Not only harvesting and distributing products that are beset by difficulties — crop growth is also affected. Today, locusts have damaged crops from East Africa to the western part of India. Both places are also threatened by drought. The conclusion of all this is that we face the possibility of considerable food shortages, or maybe even famine and that is not just the case in Third World countries. In the West, the problem is that we have to pay a little more than the proper price for a box of strawberries. The current situation is not without hope, but a swift and internationally coordinated response is needed — more than a call to voluntarily assist on the ground. Government organizations need to be involved in mobilizing people to prevent crises.
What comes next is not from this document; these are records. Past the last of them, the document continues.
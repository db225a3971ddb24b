use crate::registry::PackageRecord;
use std::collections::BTreeMap;
use std::path::PathBuf;

/// Decides whether `candidate` takes the slot currently held by `existing`.
///
/// The existing record survives only when both carry a timestamp and the
/// existing one is strictly later. Equal timestamps go to the candidate, and a
/// record without a timestamp always loses to one that has it.
pub fn should_replace(existing: &PackageRecord, candidate: &PackageRecord) -> bool {
    match (existing.last_updated, candidate.last_updated) {
        (Some(existing_at), Some(candidate_at)) => existing_at <= candidate_at,
        _ => true,
    }
}

/// Folds both installer generations into one record per install path.
///
/// Legacy records seed the map (their keys are unique within that file), then
/// current-generation records are folded in listing order through
/// [`should_replace`].
pub fn reconcile_packages(
    legacy: Vec<PackageRecord>,
    current: Vec<PackageRecord>,
) -> BTreeMap<PathBuf, PackageRecord> {
    let mut merged: BTreeMap<PathBuf, PackageRecord> = BTreeMap::new();

    for candidate in legacy.into_iter().chain(current) {
        let replace = merged
            .get(&candidate.install_path)
            .map_or(true, |existing| should_replace(existing, &candidate));
        if replace {
            merged.insert(candidate.install_path.clone(), candidate);
        }
    }

    merged
}

#[cfg(test)]
mod tests {
    use super::*;
    use chrono::{TimeZone, Utc};

    fn record(path: &str, version: &str, at: Option<i64>) -> PackageRecord {
        PackageRecord {
            install_path: PathBuf::from(path),
            title: Some("Lorerim".to_string()),
            version: Some(version.to_string()),
            last_updated: at.map(|secs| Utc.timestamp_opt(secs, 0).unwrap()),
        }
    }

    #[test]
    fn test_newer_record_wins_in_either_order() {
        let older = record("D:\\Lorerim", "3.0", Some(1_000));
        let newer = record("D:\\Lorerim", "3.1", Some(2_000));

        let forward = reconcile_packages(vec![], vec![older.clone(), newer.clone()]);
        let backward = reconcile_packages(vec![], vec![newer.clone(), older]);

        assert_eq!(forward.len(), 1);
        assert_eq!(forward[&PathBuf::from("D:\\Lorerim")], newer);
        assert_eq!(backward[&PathBuf::from("D:\\Lorerim")], newer);
    }

    #[test]
    fn test_timestamped_record_overrides_legacy() {
        let legacy = record("D:\\Lorerim", "legacy", None);
        let ancient = record("D:\\Lorerim", "ancient", Some(0));

        let merged = reconcile_packages(vec![legacy], vec![ancient.clone()]);
        assert_eq!(merged[&PathBuf::from("D:\\Lorerim")], ancient);
    }

    #[test]
    fn test_equal_timestamps_prefer_incoming() {
        let first = record("D:\\Lorerim", "first", Some(5_000));
        let second = record("D:\\Lorerim", "second", Some(5_000));

        let merged = reconcile_packages(vec![], vec![first, second.clone()]);
        assert_eq!(merged[&PathBuf::from("D:\\Lorerim")], second);
    }

    #[test]
    fn test_distinct_paths_are_kept() {
        let merged = reconcile_packages(
            vec![record("C:\\A", "1", None)],
            vec![record("C:\\B", "2", Some(10))],
        );
        assert_eq!(merged.len(), 2);
    }

    #[test]
    fn test_reconcile_is_idempotent() {
        let legacy = vec![record("C:\\A", "1", None), record("C:\\B", "1", None)];
        let current = vec![
            record("C:\\B", "2", Some(30)),
            record("C:\\B", "3", Some(20)),
            record("C:\\C", "1", Some(10)),
        ];

        let once = reconcile_packages(legacy.clone(), current.clone());
        let twice = reconcile_packages(legacy, current);
        assert_eq!(once, twice);
        assert_eq!(once[&PathBuf::from("C:\\B")].version.as_deref(), Some("2"));
    }
}
fn remove_from_ready_queue(t: &ThreadNode) -> bool {
    loop {
        let cpu = t.queued_cpu.load(Ordering::SeqCst);
        if cpu >= config::NUM_CORES {
            return false;
        }
        let mut g = SCHED_INFOS[cpu].ready.irqsave_lock();
        if t.queued_cpu.load(Ordering::SeqCst) != cpu {
            continue;
        }
        // A running thread records its CPU here too; `remove` fails
        // for it because it is not linked.
        let ok = g.remove(t);
        if ok {
            t.queued_cpu.store(CPU_NONE, Ordering::SeqCst);
        }
        return ok;
    }
}

fn pick_cpu() -> usize {
    for _ in 0..config::NUM_CORES {
        let id = PLACE_RR.fetch_add(1, Ordering::Relaxed) % config::NUM_CORES;
        if SCHED_INFOS[id].active.load(Ordering::Relaxed) {
            return id;
        }
    }
    arch::current_cpu_id()
}

/// Appends `t` to a round-robin-chosen active CPU's ready ring,
/// provided its state still equals `old_state`.
pub fn queue_ready_thread(old_state: Uint, t: ThreadNode) -> bool {
    queue_ready_thread_on(pick_cpu(), old_state, t)
}

/// Same, with the target CPU chosen by the caller.
pub fn queue_ready_thread_on(cpu: usize, old_state: Uint, t: ThreadNode) -> bool {
    assert_ne!(old_state, thread::READY);
    if !t.transfer_state(old_state, thread::READY) {
        return false;
    }
    {
        let mut g = SCHED_INFOS[cpu].ready.irqsave_lock();
        let ok = g.push_back(t.clone());
        assert!(ok);
        t.queued_cpu.store(cpu, Ordering::SeqCst);
    }
    if cpu != arch::current_cpu_id() && SCHED_INFOS[cpu].active.load(Ordering::Relaxed) {
        arch::cross_cpu_poke(cpu);
    }
    true
}

/// Pops the head of this CPU's ready ring.
pub fn next_ready_thread() -> Option<ThreadNode> {
    let cpu = arch::current_cpu_id();
    let mut g = SCHED_INFOS[cpu].ready.irqsave_lock();
    let t = g.pop_front()?;
    t.queued_cpu.store(CPU_NONE, Ordering::SeqCst);
    Some(t)
}

pub fn ready_count_on(cpu: usize) -> usize {
    SCHED_INFOS[cpu].ready.irqsave_lock().len()
}

// ---- current thread ------------------------------------------------------

fn set_current_thread(cpu: usize, t: ThreadNode) -> Option<ThreadNode> {
    debug_assert!(t.validate_saved_sp());
    CURRENT[cpu].irqsave_lock().replace(t)
}

pub fn current_thread_opt() -> Option<ThreadNode> {
    let _g = interrupt::InterruptGuard::new();
    CURRENT[arch::current_cpu_id()].irqsave_lock().clone()
}

pub fn current_thread() -> ThreadNode {
    current_thread_opt().expect("scheduler not started on this CPU")
}

pub fn current_thread_id() -> usize {
    Thread::id(&current_thread())
}

fn current_thread_on(cpu: usize) -> Option<ThreadNode> {
    CURRENT[cpu].irqsave_lock().clone()
}

// ---- context switch plumbing ---------------------------------------------

/// Wait-queue guards carried across a context switch: released on the
/// incoming stack once the outgoing thread is fully parked.
pub(crate) struct WaitGuardDropper<'a, const N: usize = 2> {
    guards: [Option<SpinLockGuard<'a, WaitList>>; N],
    active: usize,
}

impl<'a, const N: usize> WaitGuardDropper<'a, N> {
    pub const fn new() -> Self {
        Self {
            guards: [const { None }; N],
            active: 0,
        }
    }

    pub fn add(&mut self, g: SpinLockGuard<'a, WaitList>) -> bool {
        if self.active == N {
            return false;
        }
        self.guards[self.active] = Some(g);
        self.active += 1;
        true
    }

    pub fn forget_irq(&mut self) {
        for g in self.guards.iter_mut().flatten() {
            g.forget_irq();
        }
    }
}

/// Everything the switch finish hook must do on behalf of the
/// outgoing thread. Lives on that thread's stack; the finish hook
/// moves the contents onto the incoming stack before acting.
pub(crate) struct ContextSwitchHookHolder<'a> {
    next_thread: Option<ThreadNode>,
    ready_thread: Option<ThreadNode>,
    /// Outgoing thread plus the parked state it transfers to.
    pending_thread: Option<(ThreadNode, Uint)>,
    retiring_thread: Option<ThreadNode>,
    closure: Option<Box<dyn FnOnce()>>,
    dropper: Option<WaitGuardDropper<'a, 2>>,
}

impl<'a> ContextSwitchHookHolder<'a> {
    pub fn new(next_thread: ThreadNode) -> Self {
        Self {
            next_thread: Some(next_thread),
            ready_thread: None,
            pending_thread: None,
            retiring_thread: None,
            closure: None,
            dropper: None,
        }
    }

    pub fn set_ready_thread(&mut self, t: ThreadNode) -> &mut Self {
        self.ready_thread = Some(t);
        self
    }

    pub fn set_pending_thread(&mut self, t: ThreadNode, parked_state: Uint) -> &mut Self {
        self.pending_thread = Some((t, parked_state));
        self
    }

    pub fn set_retiring_thread(&mut self, t: ThreadNode) -> &mut Self {
        self.retiring_thread = Some(t);
        self
    }

    pub fn set_closure(&mut self, f: Box<dyn FnOnce()>) -> &mut Self {
        self.closure = Some(f);
        self
    }

    pub fn set_dropper(&mut self, d: WaitGuardDropper<'a, 2>) -> &mut Self {
        self.dropper = Some(d);
        self
    }
}

/// Completes a context switch. Runs on the incoming stack with
/// interrupts masked; called by the arch layer exactly once per
/// switch.
#[no_mangle]
pub extern "C" fn anillo_context_switch_finish(hook: *mut c_void) {
    let hook = hook as *mut ContextSwitchHookHolder;
    let Some(hook) = (unsafe { hook.as_mut() }) else {
        return;
    };
    // The arch layer enters with interrupts masked but no disable on
    // the books; put one there so nested guards cannot unmask early.
    // reset_after_switch() clears it at the end.
    interrupt::disable();
    // Take ownership of every pending action first: the holder sits
    // on the outgoing thread's stack, which may be reused the moment
    // that thread is requeued.
    let ready_thread = hook.ready_thread.take();
    let pending_thread = hook.pending_thread.take();
    let retiring_thread = hook.retiring_thread.take();
    let closure = hook.closure.take();
    let mut dropper = hook.dropper.take();
    let next = hook.next_thread.take();
    compiler_fence(Ordering::SeqCst);
    let Some(next) = next else {
        panic!("next thread must be specified");
    };
    let cpu = arch::current_cpu_id();
    {
        let ok = next.transfer_state(thread::READY, thread::RUNNING);
        assert!(ok);
        next.queued_cpu.store(cpu, Ordering::SeqCst);
        let _old = set_current_thread(cpu, next.clone());
        next.lock().stats.count_dispatch();
        #[cfg(feature = "debugging_scheduler")]
        log::trace!(
            "cpu {} switching to {:#x} (sp {:#x})",
            cpu,
            Thread::id(&next),
            next.saved_sp(),
        );
    }
    compiler_fence(Ordering::SeqCst);
    if let Some(t) = ready_thread {
        let ok = queue_ready_thread_on(cpu, thread::RUNNING, t);
        assert!(ok);
    }
    compiler_fence(Ordering::SeqCst);
    if let Some((t, parked_state)) = pending_thread {
        let ok = t.transfer_state(thread::RUNNING, parked_state);
        assert!(ok);
        if parked_state == thread::SUSPENDED {
            enqueue_suspended(&t);
        } else {
            t.queued_cpu.store(CPU_NONE, Ordering::SeqCst);
        }
    }
    compiler_fence(Ordering::SeqCst);
    // Threads resume with interrupts deliverable; the saved state in
    // these guards must not be replayed.
    if let Some(d) = dropper.as_mut() {
        d.forget_irq();
    }
    drop(dropper);
    compiler_fence(Ordering::SeqCst);
    if let Some(f) = closure {
        f();
    }
    compiler_fence(Ordering::SeqCst);
    if let Some(t) = retiring_thread {
        finish_retire(t);
    }
    arm_quantum(cpu);
    interrupt::reset_after_switch();
}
At this point, I (Žižek) can hear the critics’ laughter over me, and there are some friends who mock how the pandemic marked the end of my time as a philosopher: Who cares about Lacanian reading of Hegel’s thinking when the foundations of our existence are threatened? In fact, right now I have to focus on how to secure the crop.
However, these critics are carrying the wrong assumptions. Pandemics that are not only ongoing bring social and economic conflicts that have been raging beneath the surface: pandemics not only expose us to a very broad political problem. More than that, pandemics have become a fundamental conflict of the global vision of society. At the beginning of the crisis, it appeared that the solution was a kind of fundamental global solidarity with an emphasis on helping those most threatened to survive: however, as John Authers put it, this solidarity gradually “gave way to a bitter factional and cultural battle with rival moral principles thrown like metaphysical grenades.” Many countries have taken an antithetical approach, while the United States has split itself almost into two countries divided between those who wear masks and those who don’t.
This conflict is a serious existential conflict that one cannot simply make fun of those who refuse to wear masks. Here’s how Brenden Dilley, a talk show host in Arizona explained why he doesn’t wear a mask: “It’s better to die than look an idiot. Yes, I mean literally. I’d rather die than look like an idiot.” Dilley refused to wear a mask because for him, wearing a mask was incompatible with the most basic dignity of a human being.
That’s why it’s so appropriate right now for a philosopher to write about securing the crop: the way we deal with this problem ultimately depends on our basic stance on human life. Do we vote like Dilley, a libertarian who rejects anything if something violates individual freedom? Are we utilitarians ready to sacrifice thousands of lives for the economic well-being of the majority? Are we becoming an authoritarian who believes that only the power of state control and regulation can save us? Are we New Age spiritualists who regard pandemics as a warning from nature, as punishment for the exploitation of natural resources? Do we believe that God is only testing us and will ultimately help us find a way out? Each of these attitudes rests on a specific view of what a human being is. For that, in proposing ways of overcoming crises, we must all be philosophers. What a word by Žižek. I’m surely recommend this book for those of you who wants to acknowledge more about the pandemic of Covid-19.